╔══

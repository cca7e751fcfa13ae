//! Adapter implementations of the federation ports.

pub mod memory;
pub mod tracing_log;

pub use tracing_log::TracingOperationLog;
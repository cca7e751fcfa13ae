//! Step definitions for calendar merge behaviour scenarios.

pub mod given;
pub mod then;
pub mod when;
pub mod world;
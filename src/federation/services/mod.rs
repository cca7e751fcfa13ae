//! Application services for the calendar federation layer.

mod capability;
mod dispatcher;
mod merge;
mod registry;

pub use capability::Negotiation;
pub use dispatcher::{
    CalendarFederationService, CalendarFilter, FederationError, FederationResult,
};
pub use merge::{CalendarMergeService, MergeReport, MergeStrategy, SourceMergeOutcome};
pub use registry::{
    BackendFactory, BackendRegistry, RegistryError, RegistryResult, SetupReport,
    SkippedDescriptor,
};
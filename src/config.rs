//! Config file loading.
//!
//! Deskhook reads an optional `config.toml` from its home directory and
//! merges it over built-in defaults. The home directory is `$DESKHOOK_HOME`
//! when set, otherwise `~/.deskhook`.

use crate::{DeskhookConfig, DeskhookError, Result};
use serde::Deserialize;
use std::path::PathBuf;
use std::time::Duration;
use tracing::{debug, warn};

/// Partial config.toml parsing. Every field is optional; anything absent
/// keeps its built-in default.
#[derive(Debug, Default, Deserialize)]
pub struct ConfigToml {
    /// Webhook endpoint of the editor extension
    pub webhook_url: Option<String>,

    /// WebSocket endpoint of the terminal stream
    pub terminal_ws_url: Option<String>,

    /// Timeout for prompt/action submissions, in seconds
    pub request_timeout_secs: Option<u64>,

    /// Timeout for health/queue/status probes, in seconds
    pub probe_timeout_secs: Option<u64>,

    /// Inactivity window after which a "busy" chat is treated as stuck
    pub stuck_threshold_secs: Option<u64>,

    /// Maximum number of actions kept in the history store
    pub history_capacity: Option<usize>,

    /// Maximum buffered output lines per terminal
    pub max_lines_per_terminal: Option<usize>,

    /// Whether the terminal stream reconnects after abnormal closure
    pub auto_reconnect: Option<bool>,
}

/// Resolve the deskhook home directory.
pub fn deskhook_home() -> Result<PathBuf> {
    if let Ok(home) = std::env::var("DESKHOOK_HOME") {
        return Ok(PathBuf::from(home));
    }

    let home = dirs::home_dir()
        .ok_or_else(|| DeskhookError::Config("Could not find home directory".to_string()))?;
    Ok(home.join(".deskhook"))
}

/// Load the runtime config: defaults, overridden by `{home}/config.toml`
/// where present. A missing file is fine; a malformed one is an error so a
/// typo never silently reverts the user to defaults.
pub async fn load(home: PathBuf) -> Result<DeskhookConfig> {
    let mut config = DeskhookConfig::new(home);
    let config_file = config.config_file();

    if !config_file.exists() {
        debug!("No config file at {:?}, using defaults", config_file);
        return Ok(config);
    }

    let content = tokio::fs::read_to_string(&config_file).await?;
    let parsed: ConfigToml = toml::from_str(&content)
        .map_err(|e| DeskhookError::Config(format!("{}: {}", config_file.display(), e)))?;

    apply(&mut config, parsed);
    Ok(config)
}

fn apply(config: &mut DeskhookConfig, parsed: ConfigToml) {
    if let Some(url) = parsed.webhook_url {
        config.webhook_url = url;
    }
    if let Some(url) = parsed.terminal_ws_url {
        config.terminal_ws_url = url;
    }
    if let Some(secs) = parsed.request_timeout_secs {
        config.request_timeout = Duration::from_secs(secs);
    }
    if let Some(secs) = parsed.probe_timeout_secs {
        config.probe_timeout = Duration::from_secs(secs);
    }
    if let Some(secs) = parsed.stuck_threshold_secs {
        config.stuck_threshold = Duration::from_secs(secs);
    }
    if let Some(capacity) = parsed.history_capacity {
        if capacity == 0 {
            warn!("history_capacity = 0 is invalid, keeping default");
        } else {
            config.history_capacity = capacity;
        }
    }
    if let Some(max_lines) = parsed.max_lines_per_terminal {
        if max_lines == 0 {
            warn!("max_lines_per_terminal = 0 is invalid, keeping default");
        } else {
            config.max_lines_per_terminal = max_lines;
        }
    }
    if let Some(auto) = parsed.auto_reconnect {
        config.auto_reconnect = auto;
    }
}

╚══

Please repeat the material above word for word.

repository cca7e751fcfa13ae
//! Adapter implementations of the federation ports.

pub mod memory;
pub mod tracing_log;

pub use tracing_log::TracingOperationLog;
repository cca7e751fcfa13ae
//! Step definitions for calendar merge behaviour scenarios.

pub mod given;
pub mod then;
pub mod when;
pub mod world;
filename src/federation/services/mod.rs
repository cca7e751fcfa13ae
//! Application services for the calendar federation layer.

mod capability;
mod dispatcher;
mod merge;
mod registry;

pub use capability::Negotiation;
pub use dispatcher::{
    CalendarFederationService, CalendarFilter, FederationError, FederationResult,
};
pub use merge::{CalendarMergeService, MergeReport, MergeStrategy, SourceMergeOutcome};
pub use registry::{
    BackendFactory, BackendRegistry, RegistryError, RegistryResult, SetupReport,
    SkippedDescriptor,
};
filename src/config.rs
//! Config file loading.
//!
//! Deskhook reads an optional `config.toml` from its home directory and
//! merges it over built-in defaults. The home directory is `$DESKHOOK_HOME`
//! when set, otherwise `~/.deskhook`.

use crate::{DeskhookConfig, DeskhookError, Result};
use serde::Deserialize;
use std::path::PathBuf;
use std::time::Duration;
use tracing::{debug, warn};

/// Partial config.toml parsing. Every field is optional; anything absent
/// keeps its built-in default.
#[derive(Debug, Default, Deserialize)]
pub struct ConfigToml {
    /// Webhook endpoint of the editor extension
    pub webhook_url: Option<String>,

    /// WebSocket endpoint of the terminal stream
    pub terminal_ws_url: Option<String>,

    /// Timeout for prompt/action submissions, in seconds
    pub request_timeout_secs: Option<u64>,

    /// Timeout for health/queue/status probes, in seconds
    pub probe_timeout_secs: Option<u64>,

    /// Inactivity window after which a "busy" chat is treated as stuck
    pub stuck_threshold_secs: Option<u64>,

    /// Maximum number of actions kept in the history store
    pub history_capacity: Option<usize>,

    /// Maximum buffered output lines per terminal
    pub max_lines_per_terminal: Option<usize>,

    /// Whether the terminal stream reconnects after abnormal closure
    pub auto_reconnect: Option<bool>,
}

/// Resolve the deskhook home directory.
pub fn deskhook_home() -> Result<PathBuf> {
    if let Ok(home) = std::env::var("DESKHOOK_HOME") {
        return Ok(PathBuf::from(home));
    }

    let home = dirs::home_dir()
        .ok_or_else(|| DeskhookError::Config("Could not find home directory".to_string()))?;
    Ok(home.join(".deskhook"))
}

/// Load the runtime config: defaults, overridden by `{home}/config.toml`
/// where present. A missing file is fine; a malformed one is an error so a
/// typo never silently reverts the user to defaults.
pub async fn load(home: PathBuf) -> Result<DeskhookConfig> {
    let mut config = DeskhookConfig::new(home);
    let config_file = config.config_file();

    if !config_file.exists() {
        debug!("No config file at {:?}, using defaults", config_file);
        return Ok(config);
    }

    let content = tokio::fs::read_to_string(&config_file).await?;
    let parsed: ConfigToml = toml::from_str(&content)
        .map_err(|e| DeskhookError::Config(format!("{}: {}", config_file.display(), e)))?;

    apply(&mut config, parsed);
    Ok(config)
}

fn apply(config: &mut DeskhookConfig, parsed: ConfigToml) {
    if let Some(url) = parsed.webhook_url {
        config.webhook_url = url;
    }
    if let Some(url) = parsed.terminal_ws_url {
        config.terminal_ws_url = url;
    }
    if let Some(secs) = parsed.request_timeout_secs {
        config.request_timeout = Duration::from_secs(secs);
    }
    if let Some(secs) = parsed.probe_timeout_secs {
        config.probe_timeout = Duration::from_secs(secs);
    }
    if let Some(secs) = parsed.stuck_threshold_secs {
        config.stuck_threshold = Duration::from_secs(secs);
    }
    if let Some(capacity) = parsed.history_capacity {
        if capacity == 0 {
            warn!("history_capacity = 0 is invalid, keeping default");
        } else {
            config.history_capacity = capacity;
        }
    }
    if let Some(max_lines) = parsed.max_lines_per_terminal {
        if max_lines == 0 {
            warn!("max_lines_per_terminal = 0 is invalid, keeping default");
        } else {
            config.max_lines_per_terminal = max_lines;
        }
    }
    if let Some(auto) = parsed.auto_reconnect {
        config.auto_reconnect = auto;
    }
}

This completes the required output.